# Hyperparameter Tuning

In this notebook we simulate using boax for a hyperparemter tuning problem of a SVM.

We will begin by defining the latent objective function we want to maximize and its bounds.

In [1]:
from jax import config

# Double precision is highly recommended.
config.update("jax_enable_x64", True)

from jax import jit
from jax import lax
from jax import nn
from jax import numpy as jnp
from jax import random
from jax import value_and_grad
from jax import vmap

import optax

from boax.core import distributions, samplers
from boax.prediction import kernels, likelihoods, means, models
from boax.optimization import acquisitions, maximizers

We use a two-dimensional synthetic objective funtion simulating the accuracy of a SVM.

In [2]:
bounds = jnp.array([[0.0, 2.0]] * 2)

In [3]:
def objective(x):
    return (
        jnp.sin(5 * x[..., 0] / 2 - 2.5) * jnp.cos(2.5 - 5 * x[..., 1])
        + (5 * x[..., 1] / 2 + 0.5) ** 2 / 10
    ) / 5 + 0.2

In [4]:
params = {
    'mean': jnp.zeros(()),
    'length_scale': jnp.zeros((2,)),
    'amplitude': jnp.zeros(()),
}

In [5]:
optimizer = optax.adam(0.01)

In [6]:
def fit(x_train, y_train):
    def model(mean, length_scale, amplitude):
        return models.predictive(
            models.gaussian_process(
                means.constant(mean),
                kernels.scaled(kernels.matern_five_halves(nn.softplus(length_scale)), nn.softplus(amplitude)),
            ),
            likelihoods.gaussian(1e-4)
        )
        
    def target_log_prob(params):
        mvn = model(**params)(x_train)
        return -jnp.sum(distributions.multivariate_normal.logpdf(mvn, y_train))
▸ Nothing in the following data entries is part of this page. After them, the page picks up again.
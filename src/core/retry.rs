//! Exponential backoff shared by the durable queue and the transcription queue.

use std::time::Duration;

use serde::{Deserialize, Serialize};

/// Retry policy with capped exponential backoff
#[derive(Debug, Clone, Serialize, Deserialize)]
pub struct RetryPolicy {
    /// Retries allowed after the first attempt
    #[serde(default = "default_max_retries")]
    pub max_retries: u32,

    /// Delay before the first retry in milliseconds
    #[serde(default = "default_base_delay")]
    pub base_delay_ms: u64,

    /// Upper bound for any single delay in milliseconds
    #[serde(default = "default_max_delay")]
    pub max_delay_ms: u64,

    /// Backoff multiplier (delay *= multiplier after each retry)
    #[serde(default = "default_backoff_multiplier")]
    pub backoff_multiplier: f64,
}

fn default_max_retries() -> u32 {
    2
}
fn default_base_delay() -> u64 {
    5000
}
fn default_max_delay() -> u64 {
    60000
}
fn default_backoff_multiplier() -> f64 {
    2.0
}

impl Default for RetryPolicy {
    fn default() -> Self {
        Self {
            max_retries: default_max_retries(),
            base_delay_ms: default_base_delay(),
            max_delay_ms: default_max_delay(),
            backoff_multiplier: default_backoff_multiplier(),
        }
    }
}

impl RetryPolicy {
    pub fn new(max_retries: u32, base_delay: Duration, max_delay: Duration) -> Self {
        Self {
            max_retries,
            base_delay_ms: base_delay.as_millis() as u64,
            max_delay_ms: max_delay.as_millis() as u64,
            ..Default::default()
        }
    }

    /// Delay before retry number `retry` (1-indexed): `base * mult^(retry - 1)`, capped
    pub fn delay_for_retry(&self, retry: u32) -> Duration {
        if retry <= 1 {
            return Duration::from_millis(self.base_delay_ms.min(self.max_delay_ms));
        }

        let delay =
            self.base_delay_ms as f64 * self.backoff_multiplier.powi((retry - 1) as i32);

        let capped = delay.min(self.max_delay_ms as f64) as u64;
        Duration::from_millis(capped)
    }
}
/// Merge file, environment and defaults, then validate
fn resolve(
    default_home: PathBuf,
    config_file: Option<PathBuf>,
    file: ConfigFile,
    env: impl Fn(&str) -> Option<String>,
) -> Result<ResolvedConfig> {
    // Paths in the file are relative to .storyloom/
    let base_dir = config_file
        .as_deref()
        .and_then(Path::parent)
        .unwrap_or(Path::new("."))
        .to_path_buf();

    let home = match (env("STORYLOOM_HOME"), &file.paths.home) {
        (Some(env_home), _) => PathBuf::from(env_home),
        (None, Some(home)) => resolve_path(&base_dir, home),
        (None, None) => default_home,
    };

    let database = match (env("STORYLOOM_DB"), &file.paths.database) {
        (Some(db), _) => PathBuf::from(db),
        (None, Some(db)) => resolve_path(&base_dir, db),
        (None, None) => home.join("storyloom.db"),
    };

    let work_dir = file
        .paths
        .work_dir
        .as_deref()
        .map(|w| resolve_path(&base_dir, w))
        .unwrap_or_else(|| home.join("work"));

    let mut scheduler = file.scheduler;
    if let Some(tz) = env("STORYLOOM_TIMEZONE") {
        scheduler.timezone = tz;
    }

    let mut youtube = file.youtube;
    if let Some(key) = env("YOUTUBE_API_KEY") {
        youtube.api_key = Some(key);
    }
    youtube.api_key = youtube.api_key.filter(|k| !k.trim().is_empty());

    let mut transcription = file.transcription;
    if let Some(binary) = env("WHISPER_PATH") {
        transcription.binary = binary;
    }

    let mut analyzer = file.analyzer;
    if let Some(endpoint) = env("ANALYZER_ENDPOINT") {
        analyzer.endpoint = Some(endpoint);
    }
    if let Some(token) = env("ANALYZER_TOKEN") {
        analyzer.token = Some(token);
    }

    // Bad schedules are a startup failure, not a runtime surprise
    parse_timezone(&scheduler.timezone).context("Invalid scheduler.timezone")?;
    for (name, expr) in [
        ("heartbeat_cron", &scheduler.heartbeat_cron),
        ("rss_cron", &scheduler.rss_cron),
        ("youtube_cron", &scheduler.youtube_cron),
    ] {
        CronTrigger::parse(expr, &scheduler.timezone)
            .with_context(|| format!("Invalid scheduler.{}", name))?;
    }
    if file.quota.reset_hour > 23 {
        anyhow::bail!("quota.reset_hour must be 0-23, got {}", file.quota.reset_hour);
    }

    Ok(ResolvedConfig {
        home,
        database,
        work_dir,
        config_file,
        scheduler,
        quota: file.quota,
        youtube,
        transcription,
        server: file.server,
        analyzer,
    })
}

/// Load configuration from all sources
fn load_config() -> Result<ResolvedConfig> {
    let default_home = dirs::home_dir()
        .context("Failed to determine home directory")?
        .join(".storyloom");

    let config_file = find_config_file();
    let file = match &config_file {
        Some(path) => load_config_file(path)?,
        None => ConfigFile::default(),
    };

    resolve(default_home, config_file, file, |key| std::env::var(key).ok())
}

/// Get the global configuration (loads once, then cached)
pub fn config() -> Result<&'static ResolvedConfig> {
    let result = CONFIG.get_or_init(|| load_config().map_err(|e| format!("{:#}", e)));

    match result {
        Ok(config) => Ok(config),
        Err(e) => anyhow::bail!("{}", e),
    }
}

/// Force reload configuration (useful for testing)
pub fn reload_config() -> Result<ResolvedConfig> {
    load_config()
}

#[cfg(test)]
mod tests {
    use super::*;
    use std::collections::HashMap;
    use std::io::Write;
    use tempfile::TempDir;

    fn no_env(_: &str) -> Option<String> {
        None
    }

    #[test]
    fn test_defaults_without_file() {
        let config = resolve(PathBuf::from("/home/u/.storyloom"), None, ConfigFile::default(), no_env).unwrap();

        assert_eq!(config.database, PathBuf::from("/home/u/.storyloom/storyloom.db"));
        assert_eq!(config.work_dir, PathBuf::from("/home/u/.storyloom/work"));
        assert_eq!(config.scheduler.youtube_cron, "*/15 * * * *");
        assert_eq!(config.scheduler.batch_sizes.for_queue(QueueName::FetchContent), 5);
        assert_eq!(config.quota.daily_limit, 10_000);
        assert_eq!(config.transcription.concurrency, 1);
        assert!(config.youtube.api_key.is_none());
        assert_eq!(config.timezone(), chrono_tz::UTC);
    }

    #[test]
    fn test_config_file_parsing() {
        let temp = TempDir::new().unwrap();
        let dir = temp.path().join(".storyloom");
        std::fs::create_dir_all(&dir).unwrap();

        let config_path = dir.join("config.yaml");
        let mut file = std::fs::File::create(&config_path).unwrap();
        writeln!(
            file,
            r#"
version: "1"
paths:
  database: ./data/loom.db
scheduler:
  timezone: Europe/Berlin
  rss_cron: "0 */10 * * * *"
  batch_sizes:
    fetch_content: 8
quota:
  daily_limit: 5000
youtube:
  max_per_run: 10
"#
        )
        .unwrap();

        let parsed = load_config_file(&config_path).unwrap();
        let config = resolve(
            PathBuf::from("/unused"),
            Some(config_path.clone()),
            parsed,
            no_env,
        )
        .unwrap();

        assert_eq!(config.database, dir.join("./data/loom.db"));
        assert_eq!(config.timezone(), chrono_tz::Europe::Berlin);
        assert_eq!(config.scheduler.batch_sizes.fetch_content, 8);
        // Unset fields keep their defaults
        assert_eq!(config.scheduler.batch_sizes.analyze, 2);
        assert_eq!(config.quota.daily_limit, 5000);
        assert_eq!(config.quota.reserve_buffer, 500);
        assert_eq!(config.youtube.max_per_run, 10);
        assert_eq!(config.youtube.lookback_days, 7);
    }

    #[test]
    fn test_env_overrides_file() {
        let env: HashMap<&str, &str> = HashMap::from([
            ("STORYLOOM_HOME", "/srv/loom"),
            ("STORYLOOM_TIMEZONE", "America/New_York"),
            ("YOUTUBE_API_KEY", "key-123"),
            ("WHISPER_PATH", "/opt/whisper"),
            ("ANALYZER_ENDPOINT", "http://localhost:8080/analyze"),
        ]);
        let config = resolve(
            PathBuf::from("/home/u/.storyloom"),
            None,
            ConfigFile::default(),
            |k| env.get(k).map(|v| v.to_string()),
        )
        .unwrap();

        assert_eq!(config.home, PathBuf::from("/srv/loom"));
        assert_eq!(config.database, PathBuf::from("/srv/loom/storyloom.db"));
        assert_eq!(config.timezone(), chrono_tz::America::New_York);
        assert_eq!(config.youtube.api_key.as_deref(), Some("key-123"));
        assert_eq!(config.transcription.binary, "/opt/whisper");
        assert_eq!(
            config.analyzer.endpoint.as_deref(),
            Some("http://localhost:8080/analyze")
        );
    }

    #[test]
    fn test_invalid_schedule_settings_fail() {
        let mut file = ConfigFile::default();
        file.scheduler.timezone = "Mars/Olympus".to_string();
        assert!(resolve(PathBuf::from("/h"), None, file, no_env).is_err());

        let mut file = ConfigFile::default();
        file.scheduler.heartbeat_cron = "every five minutes".to_string();
        assert!(resolve(PathBuf::from("/h"), None, file, no_env).is_err());

        let mut file = ConfigFile::default();
        file.quota.reset_hour = 24;
        assert!(resolve(PathBuf::from("/h"), None, file, no_env).is_err());
    }

    #[test]
    fn test_resolve_relative_path() {
        let base = PathBuf::from("/home/user/project");

        assert_eq!(
            resolve_path(&base, "./subdir"),
            PathBuf::from("/home/user/project/subdir")
        );
        assert_eq!(
            resolve_path(&base, "/absolute/path"),
            PathBuf::from("/absolute/path")
        );
    }
}
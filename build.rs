use std::env;
use std::fs;
use std::path::PathBuf;

fn main() {
    let out_dir = PathBuf::from(env::var("OUT_DIR").expect("out dir"));

    let header = r#"#ifndef FIBERHOST_C_API_H
#define FIBERHOST_C_API_H

#include <stdint.h>

#ifdef __cplusplus
extern "C" {
#endif

typedef struct napi_env__ *napi_env;
typedef struct napi_value__ *napi_value;

/* Hands control to the other context. Returns 0 when a switch happened. */
int32_t fiberhost_yield(void);

/* Optional hook resolved from the host image after bootstrap. */
typedef napi_value (*fiberhost_register_exports_fn)(napi_env env, napi_value exports);

napi_value napi_register_module_v1(napi_env env, napi_value exports);

#ifdef __cplusplus
}
#endif

#endif /* FIBERHOST_C_API_H */
"#;

    fs::write(out_dir.join("fiberhost.h"), header).expect("write header");

    // The collector symbols live in the host image and are bound at load time.
    let target_os = env::var("CARGO_CFG_TARGET_OS").unwrap_or_default();
    if target_os == "macos" && env::var_os("CARGO_FEATURE_BDWGC").is_some() {
        println!("cargo:rustc-cdylib-link-arg=-Wl,-undefined,dynamic_lookup");
    }

    // Let runtimes loaded by the standalone binary bind `fiberhost_yield`.
    match target_os.as_str() {
        "linux" | "android" | "freebsd" => {
            println!("cargo:rustc-link-arg-bin=fiberhost=-Wl,--export-dynamic")
        }
        "macos" => println!("cargo:rustc-link-arg-bin=fiberhost=-Wl,-export_dynamic"),
        _ => {}
    }

    println!("cargo:rerun-if-changed=build.rs");
}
    def train_step(state, iteration):
        loss, grads = value_and_grad(target_log_prob)(state[0])
        updates, opt_state = optimizer.update(grads, state[1])
        params = optax.apply_updates(state[0], updates)
        
        return (params, opt_state), loss
    
    return lax.scan(
        jit(train_step),
        (params, optimizer.init(params)),
        jnp.arange(500)
    )

In [7]:
batch_size = 4
sample_size = 32
num_restarts = 40
num_raw_samples = 100

In [8]:
num_queries = 20
num_iterations = num_queries // batch_size

In [9]:
data_key, sampler_key, optimization_key = random.split(random.key(0), 3)
x_train = random.uniform(data_key, minval=bounds[:, 0], maxval=bounds[:, 1], shape=(batch_size, 2))
y_train = objective(x_train)

In [10]:
raw_base_samples = jnp.reshape(
    samplers.halton_normal()(random.fold_in(sampler_key, 0), sample_size * num_raw_samples * batch_size),
    (sample_size, num_raw_samples, batch_size)
)

In [11]:
restart_base_samples = jnp.reshape(
    samplers.halton_normal()(random.fold_in(sampler_key, 1), sample_size * num_restarts * batch_size),
    (sample_size, num_restarts, batch_size)
)

In [12]:
for i in range(num_iterations):
    best = jnp.max(y_train)
    
    (next_params, _), _ = fit(x_train, y_train)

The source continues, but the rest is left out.